Help fixing deadlock in DWARF symbol preloading

Hi,

I’ve found a deadlock in lldb (see attached test case, you can build it with just clang -o test test.s), but I’m a total newbie and I have no idea what’s the right way to fix it.

The problem happens when an error is found during DIE extraction when preloading symbols. As far as I can tell, it goes like this:

  1. Module::PreloadSymbols locks Module::m_mutex
  2. A few layers below it, we end up in ManualDWARFIndex::Index, which dispatches DIE extractions to a thread pool:
  for (size_t i = 0; i < units_to_index.size(); ++i)
    pool.async(extract_fn, i);
  pool.wait();

  1. extract_fn in the snippet above ends up executing DWARFDebugInfoEntry::Extract and when there’s an error during extraction, Module::GetDescription is called while generating the error message.
  2. Module::GetDescription tries to acquire Module::m_mutex from a different thread, while the main thread has the mutex already locked and it’s waiting for DIE extraction to end, causing a deadlock.

If we make Module::GetDescription not lock the problem disappears, so the diagnosis looks correct, but I don’t know what would be the right way to fix it. Module::GetDescription looks more or less safe to call without locking: it just prints m_arch, m_file, and m_object_name to a string, and those look like fields that wouldn’t change after the Module is initialized, so maybe it’s okay? But I feel like there must be a better solution anyway. Any advice?

Best,
Jorge

test.s (4.82 KB)

Please have a look at <https://lists.llvm.org/pipermail/lldb-dev/2020-October/016479.html&gt;, which is the last time this came up.

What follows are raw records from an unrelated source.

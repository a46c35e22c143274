//! Metadata record types and builders.

use crate::metadata::signature::simple_name;
use crate::model::spec::ModuleRef;
use std::fmt::{Display, Formatter};

#[derive(Debug, Clone, Copy, PartialEq, Eq)]
pub enum TypeKind {
    Class,
    Enum,
}

impl TypeKind {
    pub fn as_str(self) -> &'static str {
        match self {
            Self::Class => "class",
            Self::Enum => "enum",
        }
    }

    pub fn parse(value: &str) -> Option<Self> {
        match value {
            "class" => Some(Self::Class),
            "enum" => Some(Self::Enum),
            _ => None,
        }
    }
}

#[derive(Debug, Clone, Copy, PartialEq, Eq)]
pub enum MemberKind {
    Field,
    Property,
}

impl MemberKind {
    pub fn as_str(self) -> &'static str {
        match self {
            Self::Field => "field",
            Self::Property => "property",
        }
    }

    pub fn parse(value: &str) -> Option<Self> {
        match value {
            "field" => Some(Self::Field),
            "property" => Some(Self::Property),
            _ => None,
        }
    }
}

/// Typed named-argument value of a custom attribute.
#[derive(Debug, Clone, PartialEq, Eq)]
pub enum AttributeValue {
    Bool(bool),
    Int(i64),
    String(String),
}

impl AttributeValue {
    pub fn kind(&self) -> &'static str {
        match self {
            Self::Bool(_) => "bool",
            Self::Int(_) => "int",
            Self::String(_) => "string",
        }
    }
}

impl Display for AttributeValue {
    fn fmt(&self, f: &mut Formatter<'_>) -> std::fmt::Result {
        match self {
            Self::Bool(value) => write!(f, "{value}"),
            Self::Int(value) => write!(f, "{value}"),
            Self::String(value) => write!(f, "{value}"),
        }
    }
}

#[derive(Debug, Clone, PartialEq, Eq)]
pub struct AttributeRecord {
    pub name: String,
    pub arguments: Vec<(String, AttributeValue)>,
}

impl AttributeRecord {
    pub fn new(name: impl Into<String>) -> Self {
        Self {
            name: name.into(),
            arguments: Vec::new(),
        }
    }

    pub fn with_argument(mut self, name: impl Into<String>, value: AttributeValue) -> Self {
        self.arguments.push((name.into(), value));
        self
    }

    /// True when this attribute's simple name is `marker`, whatever its namespace.
    pub fn is(&self, marker: &str) -> bool {
        simple_name(&self.name) == marker
    }

    /// Looks up a named argument (case-insensitive).
    pub fn argument(&self, name: &str) -> Option<&AttributeValue> {
        self.arguments
            .iter()
            .find(|(arg_name, _)| arg_name.eq_ignore_ascii_case(name))
            .map(|(_, value)| value)
    }
}

#[derive(Debug, Clone, PartialEq, Eq)]
pub struct MemberRecord {
    pub name: String,
    /// Raw type signature, e.g. `System.Int32` or `Contoso.Widget+Shape`.
    pub type_name: String,
    pub kind: MemberKind,
    pub settable: bool,
    pub attributes: Vec<AttributeRecord>,
}

impl MemberRecord {
    /// Settable property record.
    pub fn property(name: impl Into<String>, type_name: impl Into<String>) -> Self {
        Self {
            name: name.into(),
            type_name: type_name.into(),
            kind: MemberKind::Property,
            settable: true,
            attributes: Vec::new(),
        }
    }

    /// Public field record.
    pub fn field(name: impl Into<String>, type_name: impl Into<String>) -> Self {
        Self {
            kind: MemberKind::Field,
            ..Self::property(name, type_name)
        }
    }

    pub fn read_only(mut self) -> Self {
        self.settable = false;
        self
    }

    pub fn with_attribute(mut self, attribute: AttributeRecord) -> Self {
        self.attributes.push(attribute);
        self
    }
}

#[derive(Debug, Clone, PartialEq, Eq)]
pub struct TypeRecord {
    pub name: String,
    pub base_type: Option<String>,
    pub kind: TypeKind,
    pub attributes: Vec<AttributeRecord>,
    pub members: Vec<MemberRecord>,
    /// Enum member names, including the numeric backing field when present.
    pub enum_fields: Vec<String>,
    pub nested: Vec<TypeRecord>,
}

impl TypeRecord {
    pub fn class(name: impl Into<String>) -> Self {
        Self {
            name: name.into(),
            base_type: None,
            kind: TypeKind::Class,
            attributes: Vec::new(),
            members: Vec::new(),
            enum_fields: Vec::new(),
            nested: Vec::new(),
        }
    }

    pub fn enumeration<I, S>(name: impl Into<String>, fields: I) -> Self
    where
        I: IntoIterator<Item = S>,
        S: Into<String>,
    {
        Self {
            kind: TypeKind::Enum,
            base_type: Some("System.Enum".to_string()),
            enum_fields: fields.into_iter().map(Into::into).collect(),
            ..Self::class(name)
        }
    }

    pub fn extends(mut self, base_type: impl Into<String>) -> Self {
        self.base_type = Some(base_type.into());
        self
    }

    pub fn with_attribute(mut self, attribute: AttributeRecord) -> Self {
        self.attributes.push(attribute);
        self
    }

    pub fn with_member(mut self, member: MemberRecord) -> Self {
        self.members.push(member);
        self
    }

    pub fn with_nested(mut self, nested: TypeRecord) -> Self {
        self.nested.push(nested);
        self
    }

    /// First attribute whose simple name is `name`.
    pub fn attribute(&self, name: &str) -> Option<&AttributeRecord> {
        self.attributes.iter().find(|attribute| attribute.is(name))
    }
}

/// All type records of one module, rooted at the module namespace.
#[derive(Debug, Clone, PartialEq, Eq)]
pub struct ModuleMetadata {
    pub module: ModuleRef,
    pub types: Vec<TypeRecord>,
}

impl ModuleMetadata {
    pub fn new(module: ModuleRef) -> Self {
        Self {
            module,
            types: Vec::new(),
        }
    }

    pub fn with_type(mut self, record: TypeRecord) -> Self {
        self.types.push(record);
        self
    }
}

One quick'n'dirty solution would be to have `Module::ReportError` _try_ to get the module lock, and if it fails, just bail out. That obviously means you won't get to see the error message which triggerred the deadlock (though we could also play around with that and try printing the error message without the module description or something), but it will at least get you past that point...

pl

Wouldn’t it be preferable to try_lock in GetDescription (which is the one currently acquiring the mutex) instead? ReportError doesn’t touch any mutex itself and will happily report the rest of the error if GetDescription bails out. For the test case I sent it would look like this:

error: {0x0000000b}: invalid abbreviation code 123, please file a bug and attach the file at the start of this error message
error: {0x0000000b}: invalid abbreviation code 123, please file a bug and attach the file at the start of this error message

error: {0x0000000b}: invalid abbreviation code 123, please file a bug and attach the file at the start of this error message

which is way better than a deadlock IMO.

We could also just give the Module a std::string with the description
and update it in the few places where we actually update it. The
m_arch already has a setter in place that just needs to be used in a
few more places, so the infrastructure is kind of already there (at
least for m_arch). The description would just have its own mutex.

I just started looking at how to do this (having a separate mutex for the description) and I think I found another bug. Or maybe I’m missing some assumption.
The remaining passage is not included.